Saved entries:
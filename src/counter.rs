//! Derived counters: tasks left to do and the empty-list indicator.

/// Running totals kept in step with store mutations.
///
/// Both counts are adjusted incrementally by the controller rather than
/// recomputed from the store.
#[derive(Debug, Default, Clone, Copy, PartialEq, Eq)]
pub struct Counters {
    valid_tasks: usize,
    undone: usize,
}

impl Counters {
    /// Count a newly displayed task.
    pub fn add(&mut self, done: bool) {
        self.valid_tasks += 1;
        if !done {
            self.undone += 1;
        }
    }

    /// Adjust for a completion flip; `done` is the new value.
    pub fn toggled(&mut self, done: bool) {
        if done {
            self.undone = self.undone.saturating_sub(1);
        } else {
            self.undone += 1;
        }
    }

    /// Uncount a deleted task. Only a task that was not done was counted
    /// in `undone`.
    pub fn removed(&mut self, was_done: bool) {
        self.valid_tasks = self.valid_tasks.saturating_sub(1);
        if !was_done {
            self.undone = self.undone.saturating_sub(1);
        }
    }

    pub fn valid_tasks(&self) -> usize {
        self.valid_tasks
    }

    pub fn undone(&self) -> usize {
        self.undone
    }

    /// Counter display text.
    pub fn todo_label(&self) -> String {
        format!("{} to do", self.undone)
    }

    /// Whether the "empty list" message should be visible.
    pub fn show_empty_message(&self) -> bool {
        self.valid_tasks == 0
    }
}

#[cfg(test)]
mod tests {
    use super::*;

    #[test]
    fn test_add_and_toggle() {
        let mut c = Counters::default();
        assert!(c.show_empty_message());
        c.add(false);
        c.add(true);
        assert_eq!(c.valid_tasks(), 2);
        assert_eq!(c.undone(), 1);
        assert_eq!(c.todo_label(), "1 to do");
        assert!(!c.show_empty_message());

        c.toggled(true);
        assert_eq!(c.todo_label(), "0 to do");
        c.toggled(false);
        assert_eq!(c.undone(), 1);
    }

    #[test]
    fn test_removed_polarity() {
        let mut c = Counters::default();
        c.add(false);
        c.add(true);
        c.removed(true);
        assert_eq!(c.undone(), 1);
        c.removed(false);
        assert_eq!(c.undone(), 0);
        assert!(c.show_empty_message());
    }

    #[test]
    fn test_never_negative() {
        let mut c = Counters::default();
        c.removed(false);
        assert_eq!(c.valid_tasks(), 0);
        assert_eq!(c.undone(), 0);
        assert!(c.show_empty_message());
    }
}
//! Application controller.
//!
//! The `Controller` owns the whole application state: the task store, the
//! key-value persistence it mirrors into, the displayed list and the
//! derived counters. Every user action goes through it in one direction:
//! mutate the store, persist it, then update the view and counters. A
//! failed save rolls the store back, so the view, the counters and the
//! persisted blob never disagree.

use chrono::{Local, NaiveDate};
use tracing::{debug, info, warn};

use crate::counter::Counters;
use crate::error::{Result, TodoError};
use crate::input::InputField;
use crate::kv::KvStore;
use crate::store::TaskStore;
use crate::view::{ListView, RowAction};

/// Format a date the long way, e.g. `Monday, Oct 19`.
pub fn long_date(date: NaiveDate) -> String {
    date.format("%A, %b %-d").to_string()
}

/// Single owner of the task list state.
pub struct Controller<K: KvStore> {
    kv: K,
    store: TaskStore,
    view: ListView,
    counters: Counters,
    /// Entry field for new tasks.
    pub entry: InputField,
    /// Live filter field.
    pub search: InputField,
    notice: Option<String>,
    date_label: String,
}

impl<K: KvStore> Controller<K> {
    /// Load the persisted tasks from `kv` and build the initial display.
    pub fn load(kv: K) -> Result<Self> {
        let store = TaskStore::load(&kv)?;
        let mut controller = Controller {
            kv,
            store,
            view: ListView::new(),
            counters: Counters::default(),
            entry: InputField::new(),
            search: InputField::new(),
            notice: None,
            date_label: long_date(Local::now().date_naive()),
        };
        controller.render_all();
        Ok(controller)
    }

    /// Render every non-trashed record, counting each as it is shown.
    fn render_all(&mut self) {
        for task in self.store.tasks() {
            if self.view.append(task).is_some() {
                self.counters.add(task.done);
            }
        }
        debug!(
            rows = self.view.rows().len(),
            undone = self.counters.undone(),
            "rendered task list"
        );
    }

    fn persist(&mut self) -> Result<()> {
        self.store.save(&mut self.kv)
    }

    /// Create a task from `text`.
    ///
    /// Empty or whitespace-only text raises the blocking notice, selects the
    /// entry field contents and leaves every piece of state untouched. So
    /// does a failed save, except that the entry text is kept for a retry.
    pub fn create_task(&mut self, text: &str) -> Result<u64> {
        if text.trim().is_empty() {
            self.notice = Some(TodoError::EmptyTask.to_string());
            self.entry.select_all();
            debug!("rejected empty task");
            return Err(TodoError::EmptyTask);
        }

        let task = self.store.push(text).clone();
        if let Err(e) = self.persist() {
            self.store.pop();
            warn!(error = %e, "could not save new task, rolled back");
            return Err(e);
        }
        self.view.append(&task);
        self.counters.add(task.done);
        self.entry.clear();
        debug!(id = task.id, name = %task.name, "created task");
        Ok(task.id)
    }

    /// Create a task from the entry field contents.
    pub fn submit_entry(&mut self) -> Result<u64> {
        let text = self.entry.value.clone();
        self.create_task(&text)
    }

    /// Flip the completion flag of a task; returns the new value.
    pub fn toggle_done(&mut self, task_id: u64) -> Result<bool> {
        let task = self
            .store
            .get_mut(task_id)
            .ok_or(TodoError::UnknownTask(task_id))?;
        if task.trash {
            return Err(TodoError::Trashed(task_id));
        }
        task.done = !task.done;
        let done = task.done;
        if let Err(e) = self.persist() {
            if let Some(task) = self.store.get_mut(task_id) {
                task.done = !done;
            }
            warn!(id = task_id, error = %e, "could not save toggle, rolled back");
            return Err(e);
        }

        if let Some(handle) = self.view.handle_of(task_id) {
            self.view.set_done(handle, done);
        }
        self.counters.toggled(done);
        debug!(id = task_id, done, undone = self.counters.undone(), "toggled task");
        Ok(done)
    }

    /// Move a task to the trash. Returns `false` when it already was.
    pub fn delete_task(&mut self, task_id: u64) -> Result<bool> {
        let task = self
            .store
            .get_mut(task_id)
            .ok_or(TodoError::UnknownTask(task_id))?;
        if task.trash {
            return Ok(false);
        }
        task.trash = true;
        let was_done = task.done;
        if let Err(e) = self.persist() {
            if let Some(task) = self.store.get_mut(task_id) {
                task.trash = false;
            }
            warn!(id = task_id, error = %e, "could not save delete, rolled back");
            return Err(e);
        }

        if let Some(handle) = self.view.handle_of(task_id) {
            self.view.remove(handle);
        }
        self.counters.removed(was_done);
        debug!(id = task_id, was_done, valid = self.counters.valid_tasks(), "deleted task");
        Ok(true)
    }

    /// Run an action bound to a displayed row.
    pub fn dispatch(&mut self, action: RowAction) -> Result<()> {
        match action {
            RowAction::Toggle(id) => self.toggle_done(id).map(|_| ()),
            RowAction::Delete(id) => self.delete_task(id).map(|_| ()),
        }
    }

    /// Hide displayed rows that do not contain `query`.
    pub fn apply_filter(&mut self, query: &str) {
        self.view.apply_filter(query);
    }

    /// Re-run the filter with the search field contents.
    pub fn refilter(&mut self) {
        let query = self.search.value.clone();
        self.apply_filter(&query);
    }

    /// Erase all persisted state and rebuild everything from scratch.
    pub fn clear_all(&mut self) -> Result<()> {
        TaskStore::clear(&mut self.kv)?;
        self.store = TaskStore::load(&self.kv)?;
        self.view.reset();
        self.counters = Counters::default();
        self.entry.clear();
        self.search.clear();
        self.notice = None;
        self.date_label = long_date(Local::now().date_naive());
        self.render_all();
        info!("reloaded after clear");
        Ok(())
    }

    pub fn store(&self) -> &TaskStore {
        &self.store
    }

    pub fn view(&self) -> &ListView {
        &self.view
    }

    pub fn counters(&self) -> &Counters {
        &self.counters
    }

    pub fn kv(&self) -> &K {
        &self.kv
    }

    /// Pending blocking notice, if any.
    pub fn notice(&self) -> Option<&str> {
        self.notice.as_deref()
    }

    pub fn dismiss_notice(&mut self) {
        self.notice = None;
    }

    /// Date shown in the header; fixed for the session.
    pub fn date_label(&self) -> &str {
        &self.date_label
    }
}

WHAT YOU HAVE TO DO: Every line in the entries above that mentions the word "with" must be shown.

RESPONSE TO THE TASK:
/// Running totals kept in step with store mutations.
    /// Re-run the filter with the search field contents.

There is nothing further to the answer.